Directions
Could you repeat the records shown below exactly as written?

══════════

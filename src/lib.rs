//! Commit Digest - deterministic commit-history digests for summarizing agents
//!
//! This library reads a bounded window of commits from a local git
//! repository and turns it into a compact, reproducible text block sized
//! for a language-model prompt. The pipeline is four strictly sequential
//! stages:
//!
//! 1. Read a newest-first commit window, detecting whether history was
//!    truncated ([`git::read_commits`])
//! 2. Drop noise: generated merges, automation authors, duplicate messages
//!    ([`NoiseFilter`])
//! 3. Partition into labeled groups, by calendar day for long spans and by
//!    author for short ones, capped with an overflow bucket
//!    ([`group_commits`])
//! 4. Render the groups deterministically ([`render_groups`])
//!
//! Only stage 1 performs I/O or can fail; the rest are pure functions that
//! degrade to empty output on empty input.
//!
//! # Example
//!
//! ```no_run
//! use commit_digest::{DigestOptions, build_digest};
//!
//! let digest = build_digest(&DigestOptions::new("/path/to/repo"))?;
//! if digest.truncated {
//!     eprintln!("history truncated");
//! }
//! println!("{}", digest.text);
//! # Ok::<(), commit_digest::ReadError>(())
//! ```

pub mod cli;
pub mod digest;
pub mod error;
pub mod filters;
pub mod git;
pub mod grouping;
pub mod models;
pub mod render;

// Re-export commonly used types
pub use digest::{Digest, DigestOptions, build_digest};
pub use error::ReadError;
pub use filters::NoiseFilter;
pub use git::{ReadOptions, read_commits, read_commits_with_timeout};
pub use grouping::{GroupingStrategy, group_commits};
pub use models::{CommitGroup, CommitInfo, FilterResult, ReadResult};
pub use render::render_groups;
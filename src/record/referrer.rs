//! Referrer record

use super::{base, Record, RecordKind, ValueRecord};
use crate::codec::{self, Reader, Writer};
use crate::error::Result;

/// ```text
/// v1: [base][hits][hash]
/// v2: + [visits]
/// ```
#[derive(Debug, Clone, Default, PartialEq)]
pub struct ReferrerRecord {
    pub key: u64,
    pub kind: RecordKind,
    pub referrer: String,
    pub hits: u64,
    pub visits: u64,
}

impl ReferrerRecord {
    pub fn new(referrer: impl Into<String>, kind: RecordKind) -> Self {
        Self {
            referrer: referrer.into(),
            kind,
            ..Default::default()
        }
    }

    pub fn field_hits(data: &[u8]) -> Result<&[u8]> {
        codec::field_slice::<u64>(data, base::fields_offset(data)?)
    }
}

impl Record for ReferrerRecord {
    const NAME: &'static str = "ReferrerRecord";
    const VERSION: u16 = 2;
    const TABLE: &'static str = "referrers";

    fn key(&self) -> u64 {
        self.key
    }

    fn set_key(&mut self, key: u64) {
        self.key = key;
    }

    fn kind(&self) -> RecordKind {
        self.kind
    }

    fn data_size(&self) -> usize {
        base::size(&self.referrer) + 8 * 3
    }

    fn pack_fields(&self, w: &mut Writer<'_>) -> Result<()> {
        base::pack(w, self.kind, &self.referrer)?;
        w.put(&self.hits)?;
        w.put(&self.hash_value())?;
        w.put(&self.visits)
    }

    fn unpack_fields(&mut self, r: &mut Reader<'_>, version: u16) -> Result<()> {
        (self.kind, self.referrer) = base::unpack(r)?;
        self.hits = r.get()?;
        r.skip::<u64>()?;
        self.visits = if version >= 2 { r.get()? } else { 0 };
        Ok(())
    }
}

impl ValueRecord for ReferrerRecord {
    fn value(&self) -> &str {
        &self.referrer
    }

    fn value_hash_field(data: &[u8]) -> Result<&[u8]> {
        codec::field_slice::<u64>(data, base::fields_offset(data)? + 8)
    }
}

#[cfg(test)]
mod tests {
    use super::*;
    use crate::record::hash_str;
    use crate::record::testing::{decode, reload, Golden};

    #[test]
    fn test_round_trip() -> Result<()> {
        let mut referrer = ReferrerRecord::new("https://search.example/", RecordKind::Group);
        referrer.key = 1;
        referrer.hits = 4;
        referrer.visits = 2;
        assert_eq!(reload(&referrer)?, referrer);
        Ok(())
    }

    #[test]
    fn test_v1_golden() -> Result<()> {
        let data = Golden::default()
            .u16(1)
            .u8(0)
            .text("-")
            .u64(31)
            .u64(hash_str(0, "-"))
            .0;
        let referrer: ReferrerRecord = decode(&data)?;
        assert_eq!(referrer.hits, 31);
        assert_eq!(referrer.visits, 0);
        assert_eq!(ReferrerRecord::field_hits(&data)?, &31u64.to_le_bytes());
        Ok(())
    }
}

══════════

Written answer
filename src/lib.rs
//! Commit Digest - deterministic commit-history digests for summarizing agents
//!
//! This library reads a bounded window of commits from a local git
//! repository and turns it into a compact, reproducible text block sized
//! for a language-model prompt. The pipeline is four strictly sequential
//! stages:
//!
//! 1. Read a newest-first commit window, detecting whether history was
//!    truncated ([`git::read_commits`])
//! 2. Drop noise: generated merges, automation authors, duplicate messages
//!    ([`NoiseFilter`])
//! 3. Partition into labeled groups, by calendar day for long spans and by
//!    author for short ones, capped with an overflow bucket
//!    ([`group_commits`])
//! 4. Render the groups deterministically ([`render_groups`])
//!
//! Only stage 1 performs I/O or can fail; the rest are pure functions that
//! degrade to empty output on empty input.
//!
//! # Example
//!
//! ```no_run
//! use commit_digest::{DigestOptions, build_digest};
//!
//! let digest = build_digest(&DigestOptions::new("/path/to/repo"))?;
//! if digest.truncated {
//!     eprintln!("history truncated");
//! }
//! println!("{}", digest.text);
//! # Ok::<(), commit_digest::ReadError>(())
//! ```

pub mod cli;
pub mod digest;
pub mod error;
pub mod filters;
pub mod git;
pub mod grouping;
pub mod models;
pub mod render;

// Re-export commonly used types
pub use digest::{Digest, DigestOptions, build_digest};
pub use error::ReadError;
pub use filters::NoiseFilter;
pub use git::{ReadOptions, read_commits, read_commits_with_timeout};
pub use grouping::{GroupingStrategy, group_commits};
pub use models::{CommitGroup, CommitInfo, FilterResult, ReadResult};
pub use render::render_groups;
filename src/record/referrer.rs
//! Referrer record

use super::{base, Record, RecordKind, ValueRecord};
use crate::codec::{self, Reader, Writer};
use crate::error::Result;

/// ```text
/// v1: [base][hits][hash]
/// v2: + [visits]
/// ```
#[derive(Debug, Clone, Default, PartialEq)]
pub struct ReferrerRecord {
    pub key: u64,
    pub kind: RecordKind,
    pub referrer: String,
    pub hits: u64,
    pub visits: u64,
}

impl ReferrerRecord {
    pub fn new(referrer: impl Into<String>, kind: RecordKind) -> Self {
        Self {
            referrer: referrer.into(),
            kind,
            ..Default::default()
        }
    }

    pub fn field_hits(data: &[u8]) -> Result<&[u8]> {
        codec::field_slice::<u64>(data, base::fields_offset(data)?)
    }
}

impl Record for ReferrerRecord {
    const NAME: &'static str = "ReferrerRecord";
    const VERSION: u16 = 2;
    const TABLE: &'static str = "referrers";

    fn key(&self) -> u64 {
        self.key
    }

    fn set_key(&mut self, key: u64) {
        self.key = key;
    }

    fn kind(&self) -> RecordKind {
        self.kind
    }

    fn data_size(&self) -> usize {
        base::size(&self.referrer) + 8 * 3
    }

    fn pack_fields(&self, w: &mut Writer<'_>) -> Result<()> {
        base::pack(w, self.kind, &self.referrer)?;
        w.put(&self.hits)?;
        w.put(&self.hash_value())?;
        w.put(&self.visits)
    }

    fn unpack_fields(&mut self, r: &mut Reader<'_>, version: u16) -> Result<()> {
        (self.kind, self.referrer) = base::unpack(r)?;
        self.hits = r.get()?;
        r.skip::<u64>()?;
        self.visits = if version >= 2 { r.get()? } else { 0 };
        Ok(())
    }
}

impl ValueRecord for ReferrerRecord {
    fn value(&self) -> &str {
        &self.referrer
    }

    fn value_hash_field(data: &[u8]) -> Result<&[u8]> {
        codec::field_slice::<u64>(data, base::fields_offset(data)? + 8)
    }
}

#[cfg(test)]
mod tests {
    use super::*;
    use crate::record::hash_str;
    use crate::record::testing::{decode, reload, Golden};

    #[test]
    fn test_round_trip() -> Result<()> {
        let mut referrer = ReferrerRecord::new("https://search.example/", RecordKind::Group);
        referrer.key = 1;
        referrer.hits = 4;
        referrer.visits = 2;
        assert_eq!(reload(&referrer)?, referrer);
        Ok(())
    }

    #[test]
    fn test_v1_golden() -> Result<()> {
        let data = Golden::default()
            .u16(1)
            .u8(0)
            .text("-")
            .u64(31)
            .u64(hash_str(0, "-"))
            .0;
        let referrer: ReferrerRecord = decode(&data)?;
        assert_eq!(referrer.hits, 31);
        assert_eq!(referrer.visits, 0);
        assert_eq!(ReferrerRecord::field_hits(&data)?, &31u64.to_le_bytes());
        Ok(())
    }
}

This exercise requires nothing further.